Alas, we cannot hope for any more novels from Cecilia Sternberg. She was born Augusta Cecilia von Reventlow Criminil, in 1908. Though born in England, she was raised in Switzerland. Her great-grandfather, Robert Whitehead, invented the Whitehead torpedo, the first truly effective modern torpedo. The invention made him rich and allowed his children to marry into some of Europe’s most aristocratic families. His great-granddaughter also married well. At the age of nineteen, Cecilia married Count Leopold von Sternberg, a Czech nobleman roughly two decades her senior who had served admirably in World War I. They split their time between a castle that he inherited in Czechoslovakia and a palace in Vienna. For ten years she lived a glamorous life of gala balls, weekend house-parties, and shooting parties, hobnobbing with some of Europe’s grandest grandees. Alas, a little something called World War II came along to disrupt this leisure-class idyll. The Count was anti-Nazi from the get-go, and his enmity towards Hitler increased when the Nazis seized his properties during their invasion of Czechoslovakia. He and his wife and children spent the war years living not very comfortably in an apartment in Prague. After the war the properties were briefly returned to the Count and his Countess, but in 1948 the Communists took over Czechoslovakia and it was time for the aristocratic Sternbergs, now virtually impoverished, to flee the country. Their journey took them to London, New York, and anywhere else where they could find an old friend or acquaintance willing to take them and their children in for a few days or weeks or months (they spent one whole summer at a Pennsylvania farm belonging to U.S. diplomat George Kennan). At their lowest ebb the Countess sold handmade jewelry on the waterfront in St. Petersburg, Florida, while the Count sat in his underwear on the porch of their nearby cottage, drinking wine and studying the Constitution of the United States. Eventually an Austrian friend found them a job managing a resort hotel in Jamaica, where they stayed for the rest of their lives. If all this strikes you as great material for a book, well, the Countess apparently thought so too. In 1977 she published an account of her fascinating life called The Journey. It garnered enthusiastic reviews but didn’t sell well. Reviewing the book for the London Times Literary Supplement, novelist Sybille Bedford wrote:

She is no research student, no outsider, she is eyewitness, observer (very noticing, never moralizing, judging seldom), participant—this is how it was, how we lived, this is what we were—the world she writes about, the world of the pre-1914 European upper aristocracy (die Hocharistokratie) and its survivors was simply that of her birth and workaday environment. The outcome is a curious and original book, very funny, a few times very sad. It is artless in a sense, unpretentious, a first book and evidently not by a professional writer and yet, I find, handmade by an artist. There is the transmutation of raw experience; the conjuring of flesh-and-blood people, often in a few lines; the coherent story (suspense story almost) and the construction, the sequence of events, is first-rate, professional—by instinct?

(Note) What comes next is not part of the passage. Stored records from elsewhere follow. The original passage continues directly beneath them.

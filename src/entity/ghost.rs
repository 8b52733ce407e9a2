//! Pursuer entity implementation.
//!
//! A pursuer is a [`Mover`] driven by a small state machine. It only makes a decision when it has
//! arrived at the center of the cell it was heading for; in between, it simply walks towards the
//! center of that target cell one axis at a time.

use glam::{IVec2, Vec2};
use rand::seq::IndexedRandom;
use rand::Rng;
use serde::{Deserialize, Serialize};
use smallvec::SmallVec;
use strum_macros::{AsRefStr, Display, EnumIter, FromRepr};
use tracing::{debug, trace};

use crate::entity::movement::{arrival_tolerance, speed_multiplier, Mover};
use crate::entity::targeting::{next_step, Strategy, TargetContext};
use crate::error::EntityError;
use crate::map::direction::Direction;
use crate::map::grid::Grid;

/// The behavioural mode of a pursuer.
///
/// The discriminants are the values used in persisted state.
#[derive(
    Debug, Clone, Copy, PartialEq, Eq, Hash, Default, Display, AsRefStr, EnumIter, FromRepr, Serialize, Deserialize,
)]
#[repr(u8)]
pub enum Mode {
    /// Waiting inside the pen.
    #[default]
    Caged = 0,
    /// Hunting the player with its bound strategy.
    Chasing = 1,
    /// Vulnerable and wandering at random.
    Frightened = 2,
    /// Captured; heading back to the pen at high speed.
    Returning = 3,
}

impl Mode {
    /// Returns `true` if a pursuer may move from `self` to `to`.
    pub const fn can_transition(self, to: Mode) -> bool {
        matches!(
            (self, to),
            (Mode::Caged, Mode::Chasing)
                | (Mode::Caged | Mode::Chasing | Mode::Frightened, Mode::Frightened)
                | (Mode::Frightened, Mode::Chasing | Mode::Caged | Mode::Returning)
                | (Mode::Returning, Mode::Chasing)
        )
    }
}

/// What a pursuer can see of the rest of the world during its update.
#[derive(Debug, Clone, Copy, PartialEq, Eq)]
pub struct PursuitView {
    pub player_cell: IVec2,
    pub player_direction: Direction,
    /// Cell of the pursuer bound to [`Strategy::Direct`], used by [`Strategy::Flank`].
    pub reference_cell: IVec2,
}

/// One of the four pursuers.
#[derive(Debug, Clone, PartialEq)]
pub struct Pursuer {
    id: usize,
    /// Fixed at creation and never reassigned.
    strategy: Strategy,
    mover: Mover,
    mode: Mode,
    /// The cell the pursuer is currently walking towards.
    target: IVec2,
    /// Whether the pursuer was within tolerance of its target's center at the start of its last move.
    at_center: bool,
    frighten_countdown: u32,
}

impl Pursuer {
    /// Creates a caged pursuer at its start cell. The pursuer's id determines its strategy.
    pub fn new(id: usize, grid: &Grid, speed: f32) -> Result<Self, EntityError> {
        let strategy = Strategy::from_repr(id as u8).ok_or(EntityError::UnknownPursuer(id))?;
        let start = grid.pursuer_start(id).ok_or(EntityError::UnknownPursuer(id))?;
        trace!(pursuer = id, strategy = strategy.as_ref(), cell = %start, "Pursuer created");

        Ok(Self {
            id,
            strategy,
            mover: Mover::new(grid.to_position(start), Direction::Right, speed),
            mode: Mode::Caged,
            target: start,
            at_center: true,
            frighten_countdown: 0,
        })
    }

    /// Rebuilds a pursuer from persisted fields.
    pub fn restore(
        id: usize,
        mover: Mover,
        mode: Mode,
        target: IVec2,
        frighten_countdown: u32,
    ) -> Result<Self, EntityError> {
        let strategy = Strategy::from_repr(id as u8).ok_or(EntityError::UnknownPursuer(id))?;

        Ok(Self {
            id,
            strategy,
            mover,
            mode,
            target,
            at_center: true,
            frighten_countdown,
        })
    }

    pub fn id(&self) -> usize {
        self.id
    }

    pub fn strategy(&self) -> Strategy {
        self.strategy
    }

    pub fn mode(&self) -> Mode {
        self.mode
    }

    pub fn mover(&self) -> &Mover {
        &self.mover
    }

    pub fn position(&self) -> Vec2 {
        self.mover.position
    }

    pub fn direction(&self) -> Direction {
        self.mover.direction
    }

    pub fn target(&self) -> IVec2 {
        self.target
    }

    pub fn is_at_center(&self) -> bool {
        self.at_center
    }

    pub fn frighten_countdown(&self) -> u32 {
        self.frighten_countdown
    }

    pub fn cell(&self, grid: &Grid) -> IVec2 {
        self.mover.cell(grid)
    }

    /// Moves to another mode, rejecting anything outside the transition table.
    pub fn transition(&mut self, to: Mode) -> Result<(), EntityError> {
        if !self.mode.can_transition(to) {
            return Err(EntityError::InvalidModeTransition { from: self.mode, to });
        }

        debug!(pursuer = self.id, from = %self.mode, to = %to, "Pursuer mode changed");
        self.mode = to;
        Ok(())
    }

    /// Lets a caged pursuer out, sending it to the pen exit.
    pub fn release(&mut self, grid: &Grid) -> Result<(), EntityError> {
        // Frightened and returning pursuers reach Chasing on their own, never by release
        if self.mode != Mode::Caged {
            return Err(EntityError::InvalidModeTransition {
                from: self.mode,
                to: Mode::Chasing,
            });
        }

        self.transition(Mode::Chasing)?;
        self.target = grid.pen_exit();
        Ok(())
    }

    /// Frightens the pursuer for `ticks` ticks. Returning pursuers are unaffected.
    ///
    /// Returns `true` if the pursuer is now frightened.
    pub fn frighten(&mut self, ticks: u32) -> Result<bool, EntityError> {
        if self.mode == Mode::Returning {
            return Ok(false);
        }

        if self.mode != Mode::Frightened {
            self.transition(Mode::Frightened)?;
        }
        self.frighten_countdown = ticks;
        Ok(true)
    }

    /// Marks a frightened pursuer as caught by the player.
    pub fn capture(&mut self) -> Result<(), EntityError> {
        self.transition(Mode::Returning)?;
        self.frighten_countdown = 0;
        Ok(())
    }

    /// Runs one tick of the pursuer.
    ///
    /// The update is all-or-nothing: if it fails, the pursuer is left exactly as it was.
    pub fn update<R: Rng + ?Sized>(&mut self, grid: &Grid, view: &PursuitView, rng: &mut R) -> Result<(), EntityError> {
        let mut next = self.clone();
        next.step(grid, view, rng)?;
        *self = next;
        Ok(())
    }

    fn step<R: Rng + ?Sized>(&mut self, grid: &Grid, view: &PursuitView, rng: &mut R) -> Result<(), EntityError> {
        let current = self.cell(grid);

        // Decisions are made once per cell, on arrival at its center
        if current == self.target && self.at_center {
            self.decide(grid, view, rng)?;
        }

        self.approach_target(grid);
        self.tick_countdown(grid)
    }

    /// Chooses the next target cell.
    fn decide<R: Rng + ?Sized>(&mut self, grid: &Grid, view: &PursuitView, rng: &mut R) -> Result<(), EntityError> {
        let current = self.cell(grid);

        if self.mode == Mode::Returning && current == grid.home() {
            self.transition(Mode::Chasing)?;
            self.target = grid.pen_exit();
            return Ok(());
        }

        let possibles = grid.neighbors(current, self.mode == Mode::Returning)?;
        let came_from = current - self.mover.direction.as_ivec2();
        let possibles_no_reverse: SmallVec<[IVec2; 4]> =
            possibles.iter().copied().filter(|&cell| cell != came_from).collect();

        let next = match possibles.len() {
            0 => return Err(EntityError::NoLegalMove(current)),
            1 if current.x == 0 || current.x == grid.width() - 1 => {
                self.wrap_through_tunnel(grid, possibles[0]);
                return Ok(());
            }
            // A dead end: turn around
            1 => Some(possibles[0]),
            // A corridor: keep going
            2 => possibles_no_reverse.first().copied(),
            // A junction
            _ => match self.mode {
                Mode::Chasing => {
                    let context = TargetContext {
                        player_cell: view.player_cell,
                        player_direction: view.player_direction,
                        reference_cell: view.reference_cell,
                        own_cell: current,
                    };
                    self.strategy.choose(&possibles_no_reverse, &context)
                }
                Mode::Frightened => possibles_no_reverse.choose(rng).copied(),
                Mode::Returning => next_step(&possibles_no_reverse, grid.home()),
                Mode::Caged => grid.pen_cells().choose(rng).copied(),
            },
        };

        self.target = next.ok_or(EntityError::NoLegalMove(current))?;
        trace!(pursuer = self.id, mode = %self.mode, from = %current, to = %self.target, "Pursuer chose next cell");
        Ok(())
    }

    /// Jumps to the cell on the other side of the tunnel and heads one cell further in, so the
    /// pursuer does not immediately wrap back.
    fn wrap_through_tunnel(&mut self, grid: &Grid, destination: IVec2) {
        let inward = if destination.x == 0 {
            Direction::Right
        } else {
            Direction::Left
        };

        self.mover.position = grid.to_position(destination);
        self.mover.direction = inward;
        self.target = destination + inward.as_ivec2();
        trace!(pursuer = self.id, to = %destination, "Pursuer wrapped through tunnel");
    }

    /// Walks towards the center of the target cell, one step per unfinished axis.
    fn approach_target(&mut self, grid: &Grid) {
        let multiplier = speed_multiplier(self.mode);
        let tolerance = arrival_tolerance(self.mover.speed, multiplier);
        let center = grid.to_position(self.target);

        let centered_x = (center.x - self.mover.position.x).abs() <= tolerance;
        let centered_y = (center.y - self.mover.position.y).abs() <= tolerance;
        self.at_center = centered_x && centered_y;

        let step = self.mover.speed * multiplier;

        // A step never carries the pursuer past the center it is heading for
        if !centered_x {
            self.mover.direction = if center.x > self.mover.position.x {
                Direction::Right
            } else {
                Direction::Left
            };
            if (center.x - self.mover.position.x).abs() <= step {
                self.mover.position.x = center.x;
            } else {
                self.mover.advance(grid, multiplier);
            }
        }

        if !centered_y {
            self.mover.direction = if center.y > self.mover.position.y {
                Direction::Down
            } else {
                Direction::Up
            };
            if (center.y - self.mover.position.y).abs() <= step {
                self.mover.position.y = center.y;
            } else {
                self.mover.advance(grid, multiplier);
            }
        }
    }

    fn tick_countdown(&mut self, grid: &Grid) -> Result<(), EntityError> {
        if self.mode != Mode::Frightened {
            return Ok(());
        }

        self.frighten_countdown = self.frighten_countdown.saturating_sub(1);
        if self.frighten_countdown == 0 {
            let next = if grid.is_in_pen(self.cell(grid)) {
                Mode::Caged
            } else {
                Mode::Chasing
            };
            self.transition(next)?;
        }
        Ok(())
    }
}

#[cfg(test)]
mod tests {
    use super::*;
    use strum::IntoEnumIterator;

    #[test]
    fn test_transition_table() {
        let allowed = [
            (Mode::Caged, Mode::Chasing),
            (Mode::Caged, Mode::Frightened),
            (Mode::Chasing, Mode::Frightened),
            (Mode::Frightened, Mode::Frightened),
            (Mode::Frightened, Mode::Chasing),
            (Mode::Frightened, Mode::Caged),
            (Mode::Frightened, Mode::Returning),
            (Mode::Returning, Mode::Chasing),
        ];

        for from in Mode::iter() {
            for to in Mode::iter() {
                assert_eq!(
                    from.can_transition(to),
                    allowed.contains(&(from, to)),
                    "{from} -> {to}"
                );
            }
        }
    }

    #[test]
    fn test_mode_repr_matches_persisted_values() {
        assert_eq!(Mode::from_repr(0), Some(Mode::Caged));
        assert_eq!(Mode::from_repr(2), Some(Mode::Frightened));
        assert_eq!(Mode::Returning as u8, 3);
        assert_eq!(Mode::from_repr(4), None);
    }
}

By this time, the Countess was approaching her seventieth birthday. You might think, having told the story of her fascinating life, Cecilia Sternberg would have nothing more of interest to say. But you’d be wrong. After writing an excellent but criminally underappreciated autobiography, she set about writing a thriller. And what a thriller it is (almost certainly it is the only crime novel in history written by someone whose last name at birth was Criminil).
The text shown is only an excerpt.